Im Zuge einer zunehmenden Globalisierung der Wirtschaft werden mittlerweile die wenigsten Produkte ausschließlich in Deutschland gefertigt. Auch die Aushängeschilder der deutschen Autoindustrie, Daimler, BMW und VW, lassen international produzieren. Zudem ist die Verwendung des Labels freiwillig. Was sind also die Voraussetzungen, um Waren mit einem „Made in Germany“ versehen zu können?

Im Sinne des Markengesetzes ist das „Made in Germany“ keine formal registrierte Herkunftsangabe. Dennoch kann das Label nicht willkürlich genutzt werden.
Bei entsprechend gekennzeichneten Waren muss im Produktionsablauf deutlich mehr als nur der abschließende Verpackungsprozess in Deutschland stattfinden, nämlich wirtschaftlich und produktionstechnisch wesentliche Be- und Verarbeitungsschritte. Die Herkunftsbezeichnung muss hinsichtlich der hierzulande üblichen Standards einer Überprüfung vor Gericht standhalten können. Forderungen, dass mindestens 51 Prozent der verwendeten Teile oder 50 Prozent der Wertschöpfung aus Deutschland kommen müssen, haben sich jedoch nicht durchgesetzt.
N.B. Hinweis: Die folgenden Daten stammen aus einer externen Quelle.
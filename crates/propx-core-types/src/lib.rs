//! Core types shared across propx facilities
//!
//! This crate provides foundational types used by the property system,
//! its error facility and its logging facility:
//!
//! - **Identity types**: ModelId, the opaque token a model is referenced by
//! - **Schema constants**: Canonical field keys and event names

pub mod identity;
pub mod schema;

pub use identity::ModelId;
//! Model identity
//!
//! Every model instance carries a `ModelId`. Serialized documents never
//! inline a nested model; they carry its id instead, and the consumer
//! resolves it against a shared object table.

use serde::{Deserialize, Serialize};
use uuid::Uuid;

/// Opaque identifier of a single model instance
#[derive(Debug, Clone, PartialEq, Eq, Hash, PartialOrd, Ord, Serialize, Deserialize)]
#[serde(transparent)]
pub struct ModelId(String);

impl ModelId {
    /// Generate a new ModelId using UUIDv7 (time ordered)
    pub fn new() -> Self {
        Self(Uuid::now_v7().to_string())
    }

    /// Get the string representation
    pub fn as_str(&self) -> &str {
        &self.0
    }

    /// Create from an existing string (for deserialization)
    pub fn from_string(s: String) -> Self {
        Self(s)
    }
}

impl Default for ModelId {
    fn default() -> Self {
        Self::new()
    }
}

impl std::fmt::Display for ModelId {
    fn fmt(&self, f: &mut std::fmt::Formatter<'_>) -> std::fmt::Result {
        write!(f, "{}", self.0)
    }
}

impl From<&str> for ModelId {
    fn from(s: &str) -> Self {
        Self(s.to_string())
    }
}
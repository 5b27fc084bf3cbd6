//! Layout Model Demonstration
//!
//! This example declares a tiny layout vocabulary on top of the property
//! system and walks through its lifecycle.
//!
//! Key concepts illustrated:
//! 1. Declaring classes with defaults, accepts coercions and checks
//! 2. Type-checked assignment and change notification
//! 3. Integrity validation over a model graph
//! 4. Serialization into the id-referenced wire document

use propx_core::logging_facility::{init, Profile};
use propx_core::model::{ClassBuilder, ModelClass, ModelRef};
use propx_core::property::props;
use propx_core::rules::{codes, Validator};
use propx_core::{serialize_graph, Result, Value};
use std::collections::HashSet;

fn declare_widget(b: &mut ClassBuilder) -> Result<()> {
    let margin = props::tuple(vec![props::int(); 4])
        .with_default((0, 0, 0, 0))
        .accepts(props::int(), |v| Value::list(vec![v; 4]))
        .help("Space around the widget: top, right, bottom, left");

    b.property("label", props::string())
        .property("width", props::nullable(props::non_negative(props::int())))
        .property("margin", margin)
        .property("background", props::nullable(props::color()));
    Ok(())
}

fn repeated_child(model: &ModelRef) -> Result<Option<String>> {
    let children = model.get("children")?;
    let mut seen = HashSet::new();
    let repeated = children
        .as_items()
        .unwrap_or_default()
        .iter()
        .filter_map(Value::as_model)
        .any(|child| !seen.insert(child.id().clone()));
    Ok(repeated.then(|| model.to_string()))
}

fn declare_stack(b: &mut ClassBuilder) -> Result<()> {
    b.property("children", props::list(props::instance(&WIDGET)))
        .check("repeated_child", codes::REPEATED_LAYOUT_CHILD, repeated_child);
    Ok(())
}

static WIDGET: ModelClass = ModelClass::new("Widget", None, declare_widget);
static STACK: ModelClass = ModelClass::new("Stack", Some(&WIDGET), declare_stack);

fn main() -> std::result::Result<(), Box<dyn std::error::Error>> {
    init(Profile::Development);
    println!("=== propx Layout Demo ===\n");

    // ===== Part 1: Construction and assignment =====
    println!("## Part 1: Construction\n");

    let ok = ModelRef::new(&WIDGET, [("label", Value::from("OK"))])?;
    let cancel = ModelRef::new(&WIDGET, [("label", Value::from("Cancel"))])?;
    println!("Created {} and {}", ok, cancel);

    ok.set("margin", 8)?;
    println!("margin = 8 is stored as {}", ok.get("margin")?);

    match ok.set("width", -10) {
        Ok(()) => println!("unexpected: negative width accepted"),
        Err(err) => println!("rejected: {}", err),
    }

    // ===== Part 2: Change notification =====
    println!("\n## Part 2: Change Notification\n");

    cancel.on_change(|name, old, new| {
        let old = old.map_or_else(|| "<unset>".to_string(), Value::to_string);
        println!("  {} changed: {} -> {}", name, old, new);
        Ok(())
    });
    cancel.set("background", "firebrick")?;
    cancel.set("background", "firebrick")?;
    println!("second identical write notified nobody");

    // ===== Part 3: Validation =====
    println!("\n## Part 3: Validation\n");

    let stack = ModelRef::new(
        &STACK,
        [("children", Value::list([&ok, &cancel, &ok]))],
    )?;
    let issues = Validator::default().check(&[stack.clone()]);
    for issue in &issues.errors {
        println!("error: {}", issue);
    }

    stack.set("children", Value::list([&ok, &cancel]))?;
    let issues = Validator::default().check(&[stack.clone()]);
    println!("after fixing the layout: {} issue(s)", issues.len());

    // ===== Part 4: Serialization =====
    println!("\n## Part 4: Serialization\n");

    let graph = serialize_graph(&[stack], false)?;
    println!("{}", serde_json::to_string_pretty(&graph.to_json()?)?);

    Ok(())
}
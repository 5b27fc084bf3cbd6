use crate::errors::{PropxError, Result};
use crate::property::{property_validation_enabled, PropertyType};
use crate::value::Value;
use std::collections::HashMap;
use std::sync::Arc;

/// A property type bound to a name on a model class
#[derive(Clone, Debug)]
pub struct PropertyDescriptor {
    name: String,
    property: Arc<PropertyType>,
    owner: &'static str,
}

impl PropertyDescriptor {
    pub fn new(name: &str, property: PropertyType, owner: &'static str) -> Self {
        Self {
            name: name.to_string(),
            property: Arc::new(property),
            owner,
        }
    }

    pub fn name(&self) -> &str {
        &self.name
    }

    pub fn property_type(&self) -> &PropertyType {
        &self.property
    }

    /// Name of the class that declared the property
    pub fn owner(&self) -> &'static str {
        self.owner
    }

    pub fn is_readonly(&self) -> bool {
        self.property.is_readonly()
    }

    pub fn is_serialized(&self) -> bool {
        self.property.is_serialized()
    }

    /// Validate and coerce an incoming value for storage on `class`
    ///
    /// Skipped while property validation is disabled.
    pub(crate) fn prepare(&self, value: Value, class: &str) -> Result<Value> {
        if !property_validation_enabled() {
            return Ok(value);
        }
        self.property.prepare_value(value).map_err(|error| {
            tracing::debug!(
                component = module_path!(),
                op = "prepare_value",
                model_class = class,
                property = %self.name,
                error = %error,
                "rejected property value"
            );
            PropxError::Validation {
                model: class.to_string(),
                property: self.name.clone(),
                error,
            }
        })
    }

    /// Current value from `values`, caching a materialized default
    pub(crate) fn read(&self, values: &mut HashMap<String, Value>, model: &str) -> Result<Value> {
        if let Some(value) = values.get(&self.name) {
            return Ok(value.clone());
        }
        match self.property.default_value()? {
            Some(default) => {
                values.insert(self.name.clone(), default.clone());
                Ok(default)
            }
            None => Err(PropxError::UnsetValue {
                model: model.to_string(),
                property: self.name.clone(),
            }),
        }
    }
}

/// Resolved properties of a class, in declaration order
///
/// Aliases are alternative names for a property. Lookups follow them, but
/// they are not properties themselves: iteration, `names` and `len` skip
/// them.
#[derive(Clone, Debug, Default)]
pub struct PropertyTable {
    descriptors: Vec<PropertyDescriptor>,
    index: HashMap<String, usize>,
    aliases: HashMap<String, String>,
}

impl PropertyTable {
    /// Add a descriptor, replacing one of the same name in place
    ///
    /// A property declared under an inherited alias's name replaces the alias.
    pub(crate) fn insert(&mut self, descriptor: PropertyDescriptor) {
        self.aliases.remove(descriptor.name());
        match self.index.get(descriptor.name()) {
            Some(&position) => self.descriptors[position] = descriptor,
            None => {
                self.index
                    .insert(descriptor.name().to_string(), self.descriptors.len());
                self.descriptors.push(descriptor);
            }
        }
    }

    pub(crate) fn insert_alias(&mut self, alias: &str, target: &str) {
        self.aliases.insert(alias.to_string(), target.to_string());
    }

    /// Descriptor for a property name or an alias of one
    pub fn get(&self, name: &str) -> Option<&PropertyDescriptor> {
        let name = self.aliases.get(name).map_or(name, String::as_str);
        self.index.get(name).map(|&i| &self.descriptors[i])
    }

    /// Whether `name` is a property; aliases do not count
    pub fn contains(&self, name: &str) -> bool {
        self.index.contains_key(name)
    }

    /// The property an alias stands for
    pub fn alias_target(&self, alias: &str) -> Option<&str> {
        self.aliases.get(alias).map(String::as_str)
    }

    pub fn iter(&self) -> impl Iterator<Item = &PropertyDescriptor> {
        self.descriptors.iter()
    }

    pub fn names(&self) -> Vec<&str> {
        self.descriptors.iter().map(PropertyDescriptor::name).collect()
    }

    pub fn len(&self) -> usize {
        self.descriptors.len()
    }

    pub fn is_empty(&self) -> bool {
        self.descriptors.is_empty()
    }
}
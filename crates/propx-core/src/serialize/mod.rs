//! Serialization of models into the wire document
//!
//! Nested models never appear inline: a [`ReferenceResolver`] turns each one
//! into an opaque `{"id": ..}` token. [`serialize_graph`] uses a
//! [`ReferenceCollector`] to emit every reachable model exactly once.

pub mod codec;

use crate::core_types::ModelId;
use crate::errors::Result;
use crate::model::ModelRef;
use crate::{log_op_end, log_op_error, log_op_start};
use serde::Serialize;
use serde_json::{json, Map, Value as JsonValue};
use std::collections::{HashSet, VecDeque};
use std::time::Instant;

pub use codec::{decode, encode};

/// Registry interface: maps a model to its reference token
pub trait ReferenceResolver {
    fn reference(&mut self, model: &ModelRef) -> JsonValue;
}

/// Resolver that queues every model it has not seen before
#[derive(Debug, Default)]
pub struct ReferenceCollector {
    seen: HashSet<ModelId>,
    pending: VecDeque<ModelRef>,
}

impl ReferenceCollector {
    pub fn new() -> Self {
        Self::default()
    }

    /// Next queued model still to be serialized
    pub fn next_pending(&mut self) -> Option<ModelRef> {
        self.pending.pop_front()
    }

    pub fn seen_count(&self) -> usize {
        self.seen.len()
    }
}

impl ReferenceResolver for ReferenceCollector {
    fn reference(&mut self, model: &ModelRef) -> JsonValue {
        if self.seen.insert(model.id().clone()) {
            self.pending.push_back(model.clone());
        }
        json!({"id": model.id()})
    }
}

/// Wire representation of one model
#[derive(Debug, Clone, PartialEq, Serialize)]
pub struct ModelRep {
    #[serde(rename = "type")]
    pub kind: &'static str,
    pub name: &'static str,
    pub id: ModelId,
    pub attributes: Map<String, JsonValue>,
}

/// Roots plus every model reachable from them
#[derive(Debug, Clone, PartialEq, Serialize)]
pub struct SerializedGraph {
    pub roots: Vec<JsonValue>,
    pub references: Vec<ModelRep>,
}

impl SerializedGraph {
    /// # Errors
    ///
    /// Returns `Serialization` if encoding fails.
    pub fn to_json(&self) -> Result<JsonValue> {
        Ok(serde_json::to_value(self)?)
    }

    /// # Errors
    ///
    /// Returns `Serialization` if encoding fails.
    pub fn to_json_string(&self) -> Result<String> {
        Ok(serde_json::to_string(self)?)
    }

    pub fn get(&self, id: &ModelId) -> Option<&ModelRep> {
        self.references.iter().find(|rep| &rep.id == id)
    }
}

/// Serialize one model's attributes in property table order
///
/// Not-serialized properties are skipped, data specs are written in tagged
/// form, and unless `include_defaults` is set only explicitly set
/// properties appear.
///
/// # Errors
///
/// Returns an error when a deferred default fails to build.
pub fn serialize_model(
    model: &ModelRef,
    resolver: &mut dyn ReferenceResolver,
    include_defaults: bool,
) -> Result<ModelRep> {
    let values = model.properties_with_values(include_defaults)?;
    let table = model.class().properties()?;

    let mut attributes = Map::new();
    for (name, value) in values {
        let Some(descriptor) = table.get(&name) else {
            continue;
        };
        if !descriptor.is_serialized() {
            continue;
        }
        let wire = descriptor.property_type().to_serializable(&value);
        attributes.insert(name, encode(&wire, resolver));
    }

    Ok(ModelRep {
        kind: "object",
        name: model.class().name(),
        id: model.id().clone(),
        attributes,
    })
}

/// Serialize every model reachable from `roots`, each exactly once
///
/// # Errors
///
/// Returns the first model serialization error.
pub fn serialize_graph(roots: &[ModelRef], include_defaults: bool) -> Result<SerializedGraph> {
    let start = Instant::now();
    log_op_start!("serialize_graph", root_count = roots.len());

    let mut collector = ReferenceCollector::new();
    let root_refs: Vec<JsonValue> = roots.iter().map(|root| collector.reference(root)).collect();

    let mut references = Vec::new();
    while let Some(model) = collector.next_pending() {
        match serialize_model(&model, &mut collector, include_defaults) {
            Ok(rep) => references.push(rep),
            Err(err) => {
                log_op_error!(
                    "serialize_graph",
                    err.clone(),
                    since = start
                );
                return Err(err);
            }
        }
    }

    log_op_end!(
        "serialize_graph",
        since = start,
        model_count = references.len()
    );
    Ok(SerializedGraph {
        roots: root_refs,
        references,
    })
}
Die Entscheidungen erfolgen jeweils auf den Einzelfall bezogen. Wurde nicht in ausreichendem Umfang in Deutschland produziert, stellt die Verwendung der Bezeichnung „Made in Germany“ eine Täuschung der Verbraucher dar und ist auf Grundlage des Wettbewerbsrechts rechtlich angreifbar. Möglich sind auch Ansprüche von Verbrauchern selbst, wenn sie in ihrer Kaufentscheidung wesentlich durch die unberechtigte Verwendung der Bezeichnung getäuscht wurden.

Ungeachtet der nicht eindeutig geregelten gesetzlichen Vorgaben wird die Herkunftsbezeichnung „Made in Germany“ vom Verbraucher gleichgesetzt mit Qualität, kontrollierten Produktionsbedingungen sowie hohen Verarbeitungsstandards und hochwertigen Materialien.
Die jüngsten Skandale in der Autoindustrie nähren Befürchtungen, dass dadurch das Label „Made in Germany“ in seinem Ansehen belastet werden könnte. Denn die deutsche Autoindustrie gilt traditionell als Aushängeschild für den fortschrittlichen technischen Entwicklungsstand der Produkte aus Deutschland. Aber bisher hat „Made in Germany“ in seiner 130jährigen Geschichte schon viele Herausforderungen erfolgreich überstanden.